Share this article

print logo


The Health Care Reform Act of 1996 was an earthquake in New York's system of paying for hospital care. Before 1997, the state set New York's hospital rates, determining how much to charge for everything from an appendectomy to cancer treatment.

But beginning Jan. 1, 1997, Albany stepped out of the mix to create a market-based approach in which all rates were negotiated by hospitals and insurers. At the same time, it created funding mechanisms to support various "public goods" whose funding had been hidden in the old rates. Among those public goods were charity care and graduate medical education.

That act expires on Jan. 1, and it is to be succeeded by HCRA 2000, agreed to this month by Gov. George Pataki, Assembly Speaker Sheldon Silver, Senate Majority Leader Joseph Bruno and Dennis Rivera, head of Local 1199, the state's largest private sector union, representing health care workers.

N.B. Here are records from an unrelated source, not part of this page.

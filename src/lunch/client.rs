//! LunchBuddy 客户端核心实现模块
//!
//! 此模块把资料、求约饭状态、好友名册、饭局流程和通知槽位
//! 组合成一个对外的客户端门面，所有操作在同一把状态锁下串行执行。

use crate::lunch::db::create_sqlite_pool_with_migration;
use crate::lunch::dining::{
    DatingFlow, DiningService, DiningSession, DiningView, OpenDiningEvent, OpenEventBoard,
};
use crate::lunch::error::{CoreError, CoreResult};
use crate::lunch::friend::{
    EmptyFriendListener, Friend, FriendDao, FriendDirectory, FriendListener, FriendRequest,
};
use crate::lunch::ids::{generate_operation_id, generate_short_id, pick_avatar_color};
use crate::lunch::listener::{AppListener, EmptyAppListener};
use crate::lunch::notify::{
    Notification, NotificationCenter, NotificationKind, NotificationRoute, MATCH_PRESENT_DELAY,
    NOTIFICATION_TTL,
};
use crate::lunch::profile::{ProfileDao, UserProfile};
use crate::lunch::push::{validate_subscription, PushDao, PushSubscription, SLOT_PROFILE};
use crate::lunch::seeds::{initial_friends, initial_open_events, RANDOM_NICKNAMES};
use crate::lunch::status::{SeekingState, StatusLifecycle};
use crate::lunch::types::{LunchPreference, PrivacyField};
use anyhow::Result;
use chrono::Utc;
use rand::Rng;
use sqlx::{Pool, Sqlite};
use std::sync::Arc;
use tokio::sync::Mutex;
use tracing::{debug, info};

/// 客户端配置
#[derive(Clone, Debug)]
pub struct ClientConfig {
    /// 应用 ID，本地库内以此隔离多应用数据
    pub app_id: String,
    /// 用户 ID
    pub user_id: String,
    /// 本地 SQLite 数据库 URL
    ///
    /// 例如：`sqlite://lunchbuddy.db?mode=rwc`
    pub db_url: String,
    /// 启动时灌入内置演示名册（不落库，仅内存）
    pub use_seed_roster: bool,
}

impl ClientConfig {
    /// 创建默认配置
    pub fn new(user_id: String) -> Self {
        Self {
            app_id: "default-app-id".to_string(),
            user_id,
            db_url: "sqlite://lunchbuddy.db?mode=rwc".to_string(),
            use_seed_roster: false,
        }
    }
}

/// 单用户的全部可变状态，锁内串行保证操作互斥
struct AppState {
    // 本人资料，未注册时为 None
    profile: Option<UserProfile>,
    // 求约饭状态机
    status: StatusLifecycle,
    // 好友名册（session_start 后可用）
    directory: Option<FriendDirectory>,
    // 开放饭局看板
    board: OpenEventBoard,
    // 饭局流程
    dining: DiningService,
    // 单槽通知
    notifications: NotificationCenter,
    // 应用事件监听器（可由调用方注册）
    app_listener: Arc<dyn AppListener>,
    // 好友事件监听器（可由调用方注册）
    friend_listener: Arc<dyn FriendListener>,
    // 资料 DAO（session_start 后可用）
    profile_dao: Option<ProfileDao>,
    // 共享数据库连接池
    db: Option<Pool<Sqlite>>,
}

impl AppState {
    fn new() -> Self {
        Self {
            profile: None,
            status: StatusLifecycle::new(),
            directory: None,
            board: OpenEventBoard::new(),
            dining: DiningService::new(),
            notifications: NotificationCenter::new(),
            app_listener: Arc::new(EmptyAppListener),
            friend_listener: Arc::new(EmptyFriendListener),
            profile_dao: None,
            db: None,
        }
    }
}

fn session_not_started() -> CoreError {
    CoreError::Validation("会话未启动，请先调用 session_start".to_string())
}

/// LunchBuddy 客户端
///
/// 核心约饭逻辑实现
#[derive(Clone)]
pub struct LunchBuddyClient {
    pub(crate) config: ClientConfig,
    state: Arc<Mutex<AppState>>,
}
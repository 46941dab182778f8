use async_trait::async_trait;

/// 好友侧事件监听器，参数均为 JSON 字符串
#[async_trait]
pub trait FriendListener: Send + Sync {
    /// 好友列表发生变化（添加/删除/备注/状态）
    async fn on_friend_list_changed(&self, friends_json: String);

    /// 好友申请队列发生变化
    async fn on_friend_request_list_changed(&self, requests_json: String);
}

/// 空实现，方便调用方只关心部分事件
pub struct EmptyFriendListener;

#[async_trait]
impl FriendListener for EmptyFriendListener {
    async fn on_friend_list_changed(&self, _friends_json: String) {
        // 默认不做任何处理
    }

    async fn on_friend_request_list_changed(&self, _requests_json: String) {
        // 默认不做任何处理
    }
}
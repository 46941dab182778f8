//! 匹配规则：三要素逐项判定、人数上限解析、是否多人拼桌

use crate::lunch::types::{LunchPreference, PREF_ANY};

/// 单要素判定：任一侧为空或为通配符直接命中，否则看双向包含
pub fn field_matches(a: &str, b: &str) -> bool {
    if a.is_empty() || b.is_empty() || a == PREF_ANY || b == PREF_ANY {
        return true;
    }
    a.contains(b) || b.contains(a)
}

/// 完美匹配：对方没有发布过计划时恒为不匹配，
/// 否则吃什么、几点吃、在哪吃三项全部命中才算
pub fn is_match(mine: &LunchPreference, theirs: Option<&LunchPreference>) -> bool {
    let Some(theirs) = theirs else {
        return false;
    };
    field_matches(&mine.food, &theirs.food)
        && field_matches(&mine.time, &theirs.time)
        && field_matches(&mine.location, &theirs.location)
}

/// 从人数文案里取出所有数字段，返回其中最大的一个。
/// "3-4人" 解析为 4，"多人聚餐" 这类没有数字的返回 None
pub fn parse_max_size(size_text: &str) -> Option<u32> {
    let mut max: Option<u32> = None;
    let mut current: Option<u32> = None;
    for ch in size_text.chars() {
        if let Some(d) = ch.to_digit(10) {
            current = Some(current.unwrap_or(0).saturating_mul(10).saturating_add(d));
        } else if let Some(run) = current.take() {
            max = Some(max.map_or(run, |m| m.max(run)));
        }
    }
    if let Some(run) = current {
        max = Some(max.map_or(run, |m| m.max(run)));
    }
    max
}

/// 能参与拼桌判定的输入：纯文案、饭局、开放饭局都实现它
pub trait GroupSizeHint {
    /// 人数文案，没有可用文案时返回 None
    fn size_text(&self) -> Option<&str>;
    /// 参与者数量，文案解析不出数字时兜底用
    fn participant_count(&self) -> usize;
}

impl GroupSizeHint for str {
    fn size_text(&self) -> Option<&str> {
        Some(self)
    }

    fn participant_count(&self) -> usize {
        0
    }
}

/// 是否算多人拼桌：文案里解析出的最大人数大于 2 即是；
/// 解析出 0 或没有数字时退回看参与者数量
pub fn is_group_dining<T: GroupSizeHint + ?Sized>(input: &T) -> bool {
    if let Some(text) = input.size_text() {
        if let Some(max) = parse_max_size(text) {
            if max > 0 {
                return max > 2;
            }
        }
    }
    input.participant_count() > 2
}

#[cfg(test)]
mod tests {
    use super::*;

    fn pref(food: &str, time: &str, location: &str) -> LunchPreference {
        LunchPreference {
            food: food.to_string(),
            size: PREF_ANY.to_string(),
            time: time.to_string(),
            location: location.to_string(),
            hide_food: false,
            hide_location: false,
        }
    }

    #[test]
    fn test_wildcard_absorbs_everything() {
        assert!(field_matches(PREF_ANY, "日料鳗鱼饭"));
        assert!(field_matches("火锅", PREF_ANY));
        assert!(field_matches("", "12:00"));
        assert!(field_matches("老巴刹", ""));
    }

    #[test]
    fn test_containment_is_bidirectional() {
        assert!(field_matches("日料", "日料鳗鱼饭"));
        assert!(field_matches("日料鳗鱼饭", "日料"));
        assert!(!field_matches("火锅", "烧烤"));
    }

    #[test]
    fn test_match_requires_all_three_fields() {
        let mine = pref("日料", "12:00", "公司楼下");
        let hit = pref("日料鳗鱼饭", "12:00", "公司楼下");
        let miss_time = pref("日料鳗鱼饭", "13:00", "公司楼下");
        assert!(is_match(&mine, Some(&hit)));
        assert!(!is_match(&mine, Some(&miss_time)));
    }

    #[test]
    fn test_match_is_symmetric() {
        let pairs = [
            (pref("日料", "12:00", "公司楼下"), pref("日料鳗鱼饭", PREF_ANY, "公司")),
            (pref("火锅", "12:00", PREF_ANY), pref("烧烤", "12:00", PREF_ANY)),
            (pref("", "11:30", "老巴刹"), pref("菜饭", "11:30", "老巴刹附近")),
        ];
        for (a, b) in &pairs {
            assert_eq!(is_match(a, Some(b)), is_match(b, Some(a)));
        }
    }

    #[test]
    fn test_missing_plan_never_matches() {
        let mine = pref(PREF_ANY, PREF_ANY, PREF_ANY);
        assert!(!is_match(&mine, None));
    }

    #[test]
    fn test_all_any_matches_any_concrete_plan() {
        let mine = pref(PREF_ANY, PREF_ANY, PREF_ANY);
        let theirs = pref("湘菜小炒", "11:50", "二楼食堂");
        assert!(is_match(&mine, Some(&theirs)));
    }

    #[test]
    fn test_parse_max_size_picks_largest_run() {
        assert_eq!(parse_max_size("3-4人"), Some(4));
        assert_eq!(parse_max_size("2人"), Some(2));
        assert_eq!(parse_max_size("12:30 以后 5 人"), Some(30));
        assert_eq!(parse_max_size("多人聚餐"), None);
        assert_eq!(parse_max_size("私聊"), None);
        assert_eq!(parse_max_size(""), None);
    }

    #[test]
    fn test_group_dining_from_size_text() {
        assert!(is_group_dining("3-4人"));
        assert!(!is_group_dining("2人"));
        assert!(!is_group_dining("1人"));
        // 没有数字的文案在纯文案输入下没有参与者可兜底
        assert!(!is_group_dining("多人聚餐"));
    }

    #[test]
    fn test_zero_in_size_text_falls_back_to_count() {
        struct Table {
            size: &'static str,
            heads: usize,
        }
        impl GroupSizeHint for Table {
            fn size_text(&self) -> Option<&str> {
                Some(self.size)
            }
            fn participant_count(&self) -> usize {
                self.heads
            }
        }
        let zero = Table { size: "0人", heads: 4 };
        assert!(is_group_dining(&zero));
        let worded = Table { size: "多人聚餐", heads: 2 };
        assert!(!is_group_dining(&worded));
    }
}
//! 开放饭局看板：已确认的饭局对好友开放拼桌

use serde::{Deserialize, Serialize};
use tracing::debug;

use crate::lunch::friend::directory::FriendDirectory;
use crate::lunch::matching::GroupSizeHint;

/// 开放饭局里的参与者，friend_id 为空表示局外嘉宾或自己
#[derive(Debug, Clone, PartialEq, Serialize, Deserialize)]
pub struct EventParticipant {
    #[serde(rename = "friendId")]
    pub friend_id: Option<String>,
    pub role: String,
    #[serde(rename = "isSelf", default)]
    pub is_self: bool,
    #[serde(default, skip_serializing_if = "Option::is_none")]
    pub name: Option<String>,
}

/// 一场对好友开放的饭局
#[derive(Debug, Clone, PartialEq, Serialize, Deserialize)]
pub struct OpenDiningEvent {
    pub id: String,
    pub title: String,
    #[serde(default)]
    pub description: String,
    #[serde(rename = "sizePreference", default)]
    pub size_preference: String,
    pub food: String,
    pub time: String,
    pub location: String,
    pub participants: Vec<EventParticipant>,
    #[serde(default)]
    pub joined: bool,
}

impl OpenDiningEvent {
    /// 看板只对圈内人展示：参与者里至少有一位是我的好友才算
    pub fn has_friend_of(&self, directory: &FriendDirectory) -> bool {
        self.participants.iter().any(|p| {
            p.friend_id
                .as_deref()
                .map_or(false, |id| directory.get(id).is_some())
        })
    }
}

impl GroupSizeHint for OpenDiningEvent {
    fn size_text(&self) -> Option<&str> {
        if self.size_preference.is_empty() {
            None
        } else {
            Some(&self.size_preference)
        }
    }

    fn participant_count(&self) -> usize {
        self.participants.len()
    }
}

/// 开放饭局看板，加入与退出只改本地状态
#[derive(Debug, Default)]
pub struct OpenEventBoard {
    events: Vec<OpenDiningEvent>,
}

impl OpenEventBoard {
    pub fn new() -> Self {
        Self::default()
    }

    /// 用初始饭局填充看板
    pub fn seed(&mut self, events: Vec<OpenDiningEvent>) {
        debug!("[Board] 📋 看板初始化，共 {} 场饭局", events.len());
        self.events = events;
    }

    pub fn events(&self) -> &[OpenDiningEvent] {
        &self.events
    }

    pub fn get(&self, event_id: &str) -> Option<&OpenDiningEvent> {
        self.events.iter().find(|e| e.id == event_id)
    }

    /// 过滤出当前用户可见的饭局
    pub fn visible<'a>(&'a self, directory: &FriendDirectory) -> Vec<&'a OpenDiningEvent> {
        self.events
            .iter()
            .filter(|e| e.has_friend_of(directory))
            .collect()
    }

    /// 把自己挂到某场饭局的参与者名单里
    pub(crate) fn mark_joined(&mut self, event_id: &str, me: EventParticipant) -> bool {
        match self.events.iter_mut().find(|e| e.id == event_id) {
            Some(event) => {
                event.joined = true;
                event.participants.push(me);
                true
            }
            None => false,
        }
    }

    /// 退出饭局：摘掉自己的参与者条目并恢复可加入状态
    pub(crate) fn reset_joined(&mut self, event_id: &str) {
        if let Some(event) = self.events.iter_mut().find(|e| e.id == event_id) {
            event.participants.retain(|p| !p.is_self);
            event.joined = false;
            debug!("[Board] 🗑️ 已退出饭局 {}，恢复可加入", event_id);
        }
    }
}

The Health Care Reform Act of 2000 reduces taxes on business while maintaining or expanding its program funding and creating a new health insurance program for New Yorkers without coverage. It was approved last week by the Assembly. The Senate is expected to take it up this week.

Here are some of the main differences between the Health Care Reform Act of 1996 and its successor:

HCRA 2000 creates Healthy New York, a $2.9 billion package of four new insurance programs: Family Health Plus, expected to cover about 1 million uninsured adult New Yorkers whose children are enrolled in Child Health Plus; a health insurance subsidy for businesses with fewer than 50 employees; subsidies for working individuals without insurance and their families; and subsidies for people who buy their own health insurance.

Funding for the program is to come from four sources: smokers, who will be hit with a 55-cent increase in the state tax on a pack of cigarettes; about $500 million a year from the state's take from the tobacco lawsuit settlement; about $350 million from the counties, roughly the amount they are to receive under the tobacco settlement over the 3 1/2 -year life of the HCRA law; and federal Medicaid dollars.

The 1996 law created an 8.18 percent surcharge on hospital care, clinic care and laboratory services to help help underwrite bad debt and charity care as well as supporting several health-care initiatives, such as the state's Child Health Plus insurance program.

It was designed to raise $789 million in its first year, but never met expectations, partly because the state diverted some of the money into its general fund. Even at its best, the fund would only have defrayed uncompensated care at a rate of 40 cents on the dollar, according to the Healthcare Association of New York State.

Under HCRA 2000 the surcharge on laboratory fees will be eliminated, although total funding will rise to better meet the costs of indigent care, especially in rural and inner-city hospitals. Funding for Child Health Plus increases by $1.1 billion.

The 1996 measure levied an assessment on every health insurance policy to help pay for teaching hospitals' residency programs, known as graduate medical education. The fee was designed to raise $544 million statewide, to which the act adds about $812 million from Medicaid funds, for a state total of $1.3 billion. The federal Medicare program adds another $1.3 billion to graduate medical education in New York.

Under HCRA 2000, the assessment on health insurance premiums is dropping by about $60 million, though the total provided to teaching hospitals remains unchanged. The difference will be made up with other funds, including some of the state's share of the tobacco lawsuit settlement.

HCRA 2000 also provides $500,000 to the University of Buffalo's medical school. Unlike other medical schools in New York State, it does not have its own teaching hospital, and so never benefited from the 1996 law.